### TO DO:
Starting at the line with "the generated files", set down each line of the entries below through the last one, exactly as it stands.

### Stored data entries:

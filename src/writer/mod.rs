//! Rendering and writing of the generated files

mod artifacts;
mod files;

pub use artifacts::{
    render_build_script, render_build_spec, render_ignore_file, render_run_script, Artifacts,
    BUILD_SCRIPT, BUILD_SPEC, IGNORE_FILE, RUN_SCRIPT,
};
pub use files::write_artifacts;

### RESPONSE FOR THIS EXERCISE:
//! Rendering and writing of the generated files

mod artifacts;
mod files;

pub use artifacts::{
    render_build_script, render_build_spec, render_ignore_file, render_run_script, Artifacts,
    BUILD_SCRIPT, BUILD_SPEC, IGNORE_FILE, RUN_SCRIPT,
};
pub use files::write_artifacts;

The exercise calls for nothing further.